- _WHAT YOU ARE ASKED TO DO_
Repeat word for word every line of the data below, from the first through the line containing "session has been", and stop there.

- _ENTRIES SUPPLIED_
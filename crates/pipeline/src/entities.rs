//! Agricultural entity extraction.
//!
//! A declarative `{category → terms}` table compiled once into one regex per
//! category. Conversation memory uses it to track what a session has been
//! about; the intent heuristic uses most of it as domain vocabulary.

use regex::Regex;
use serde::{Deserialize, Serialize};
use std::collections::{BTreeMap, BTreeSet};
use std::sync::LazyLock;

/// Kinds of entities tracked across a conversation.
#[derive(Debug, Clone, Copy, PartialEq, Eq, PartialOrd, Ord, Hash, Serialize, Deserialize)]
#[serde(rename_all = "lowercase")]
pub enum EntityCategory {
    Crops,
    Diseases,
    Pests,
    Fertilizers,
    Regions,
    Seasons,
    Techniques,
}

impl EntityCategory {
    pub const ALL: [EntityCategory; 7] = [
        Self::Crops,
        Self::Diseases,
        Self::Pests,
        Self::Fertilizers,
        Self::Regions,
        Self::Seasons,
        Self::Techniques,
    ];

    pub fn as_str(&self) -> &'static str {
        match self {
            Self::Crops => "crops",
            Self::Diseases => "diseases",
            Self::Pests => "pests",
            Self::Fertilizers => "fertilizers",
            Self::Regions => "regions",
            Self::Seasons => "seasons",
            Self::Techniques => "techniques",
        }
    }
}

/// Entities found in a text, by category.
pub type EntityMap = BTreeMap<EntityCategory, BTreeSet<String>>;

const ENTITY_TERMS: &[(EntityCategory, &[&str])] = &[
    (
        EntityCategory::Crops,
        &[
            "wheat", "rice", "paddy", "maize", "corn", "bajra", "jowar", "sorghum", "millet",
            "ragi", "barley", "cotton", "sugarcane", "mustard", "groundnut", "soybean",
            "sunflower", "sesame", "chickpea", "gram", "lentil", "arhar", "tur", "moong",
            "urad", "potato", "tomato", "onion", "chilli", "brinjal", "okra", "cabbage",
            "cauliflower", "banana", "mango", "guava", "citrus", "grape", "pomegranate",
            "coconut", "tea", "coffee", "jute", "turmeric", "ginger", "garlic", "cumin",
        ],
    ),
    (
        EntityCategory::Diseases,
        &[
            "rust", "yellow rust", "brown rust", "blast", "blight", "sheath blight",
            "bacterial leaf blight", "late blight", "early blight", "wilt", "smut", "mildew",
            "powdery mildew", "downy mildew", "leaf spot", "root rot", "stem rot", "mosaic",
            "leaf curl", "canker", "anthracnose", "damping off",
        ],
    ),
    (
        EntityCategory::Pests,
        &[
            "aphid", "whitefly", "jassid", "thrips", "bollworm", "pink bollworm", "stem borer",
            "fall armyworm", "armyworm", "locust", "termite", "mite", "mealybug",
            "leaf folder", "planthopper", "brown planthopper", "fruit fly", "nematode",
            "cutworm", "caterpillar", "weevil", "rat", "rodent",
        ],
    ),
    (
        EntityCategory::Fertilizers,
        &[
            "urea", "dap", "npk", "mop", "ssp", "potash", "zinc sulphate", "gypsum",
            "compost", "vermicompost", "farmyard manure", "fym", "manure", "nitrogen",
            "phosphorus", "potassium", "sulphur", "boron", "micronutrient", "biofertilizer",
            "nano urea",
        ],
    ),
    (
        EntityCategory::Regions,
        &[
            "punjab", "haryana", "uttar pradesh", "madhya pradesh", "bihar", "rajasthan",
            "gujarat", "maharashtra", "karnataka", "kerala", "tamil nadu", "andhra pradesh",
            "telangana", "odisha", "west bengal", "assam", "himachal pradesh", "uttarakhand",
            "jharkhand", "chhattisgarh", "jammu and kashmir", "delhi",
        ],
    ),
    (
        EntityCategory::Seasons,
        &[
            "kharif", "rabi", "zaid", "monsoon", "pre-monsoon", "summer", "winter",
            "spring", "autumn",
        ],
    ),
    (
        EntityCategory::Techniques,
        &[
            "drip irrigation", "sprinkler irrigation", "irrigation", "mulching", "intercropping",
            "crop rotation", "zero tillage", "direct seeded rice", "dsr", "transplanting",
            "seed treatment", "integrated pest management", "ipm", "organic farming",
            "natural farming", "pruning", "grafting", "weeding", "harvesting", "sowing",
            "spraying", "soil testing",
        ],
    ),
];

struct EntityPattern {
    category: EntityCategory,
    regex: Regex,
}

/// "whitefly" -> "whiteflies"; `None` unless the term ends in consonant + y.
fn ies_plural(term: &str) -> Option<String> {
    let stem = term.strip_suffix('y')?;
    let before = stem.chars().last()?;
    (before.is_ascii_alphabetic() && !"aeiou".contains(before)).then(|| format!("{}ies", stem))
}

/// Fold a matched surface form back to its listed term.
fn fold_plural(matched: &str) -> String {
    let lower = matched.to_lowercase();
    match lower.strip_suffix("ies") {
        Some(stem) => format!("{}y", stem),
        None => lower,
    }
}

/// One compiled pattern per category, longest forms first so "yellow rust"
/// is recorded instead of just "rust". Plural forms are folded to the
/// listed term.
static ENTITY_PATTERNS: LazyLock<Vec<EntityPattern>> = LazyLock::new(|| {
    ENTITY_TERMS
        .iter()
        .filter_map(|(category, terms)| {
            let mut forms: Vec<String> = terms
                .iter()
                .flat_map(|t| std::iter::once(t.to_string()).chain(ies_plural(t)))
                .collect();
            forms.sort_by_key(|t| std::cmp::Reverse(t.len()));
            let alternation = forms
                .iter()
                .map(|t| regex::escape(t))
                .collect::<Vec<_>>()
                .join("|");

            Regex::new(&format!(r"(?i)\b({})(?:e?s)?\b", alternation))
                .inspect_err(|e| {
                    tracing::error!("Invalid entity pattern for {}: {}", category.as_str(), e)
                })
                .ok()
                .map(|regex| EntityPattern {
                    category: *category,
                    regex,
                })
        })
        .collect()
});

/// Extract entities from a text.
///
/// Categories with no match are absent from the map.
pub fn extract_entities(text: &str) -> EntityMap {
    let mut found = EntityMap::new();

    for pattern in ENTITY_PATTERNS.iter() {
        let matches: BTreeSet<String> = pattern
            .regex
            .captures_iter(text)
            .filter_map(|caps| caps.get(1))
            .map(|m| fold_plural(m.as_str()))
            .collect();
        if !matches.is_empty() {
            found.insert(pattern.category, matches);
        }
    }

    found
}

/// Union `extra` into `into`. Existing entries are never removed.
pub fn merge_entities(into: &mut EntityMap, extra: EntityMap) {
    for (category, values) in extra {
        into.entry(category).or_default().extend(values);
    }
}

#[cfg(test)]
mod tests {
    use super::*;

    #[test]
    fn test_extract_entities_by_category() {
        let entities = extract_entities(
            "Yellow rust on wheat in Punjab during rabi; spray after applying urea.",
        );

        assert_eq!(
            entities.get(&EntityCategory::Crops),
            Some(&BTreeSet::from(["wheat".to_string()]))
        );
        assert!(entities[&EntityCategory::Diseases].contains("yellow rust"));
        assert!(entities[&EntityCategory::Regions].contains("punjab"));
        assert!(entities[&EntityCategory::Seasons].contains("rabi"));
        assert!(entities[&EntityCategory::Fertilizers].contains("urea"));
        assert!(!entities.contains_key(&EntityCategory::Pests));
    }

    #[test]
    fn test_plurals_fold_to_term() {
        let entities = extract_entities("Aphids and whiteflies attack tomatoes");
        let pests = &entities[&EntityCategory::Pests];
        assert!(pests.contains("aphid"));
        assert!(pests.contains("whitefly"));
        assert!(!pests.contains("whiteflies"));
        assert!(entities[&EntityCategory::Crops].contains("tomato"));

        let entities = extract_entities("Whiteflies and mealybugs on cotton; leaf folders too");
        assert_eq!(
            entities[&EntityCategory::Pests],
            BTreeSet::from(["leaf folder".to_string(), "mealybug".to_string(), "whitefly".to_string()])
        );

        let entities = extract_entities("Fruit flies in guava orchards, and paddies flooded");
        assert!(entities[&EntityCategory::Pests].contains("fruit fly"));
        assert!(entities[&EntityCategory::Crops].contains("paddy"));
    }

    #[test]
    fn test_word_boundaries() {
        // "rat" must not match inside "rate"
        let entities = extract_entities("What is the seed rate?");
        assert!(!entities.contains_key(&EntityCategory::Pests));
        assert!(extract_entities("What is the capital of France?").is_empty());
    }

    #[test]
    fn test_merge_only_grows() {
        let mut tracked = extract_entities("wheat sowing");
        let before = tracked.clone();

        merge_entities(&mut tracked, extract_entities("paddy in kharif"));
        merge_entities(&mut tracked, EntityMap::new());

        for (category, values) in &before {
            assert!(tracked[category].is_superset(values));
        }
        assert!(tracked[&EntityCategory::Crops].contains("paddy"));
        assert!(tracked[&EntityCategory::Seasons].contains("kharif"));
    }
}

- _RESULT FOR THIS EXERCISE_
filename crates/pipeline/src/entities.rs
//! Agricultural entity extraction.
//!
//! A declarative `{category → terms}` table compiled once into one regex per
//! category. Conversation memory uses it to track what a session has been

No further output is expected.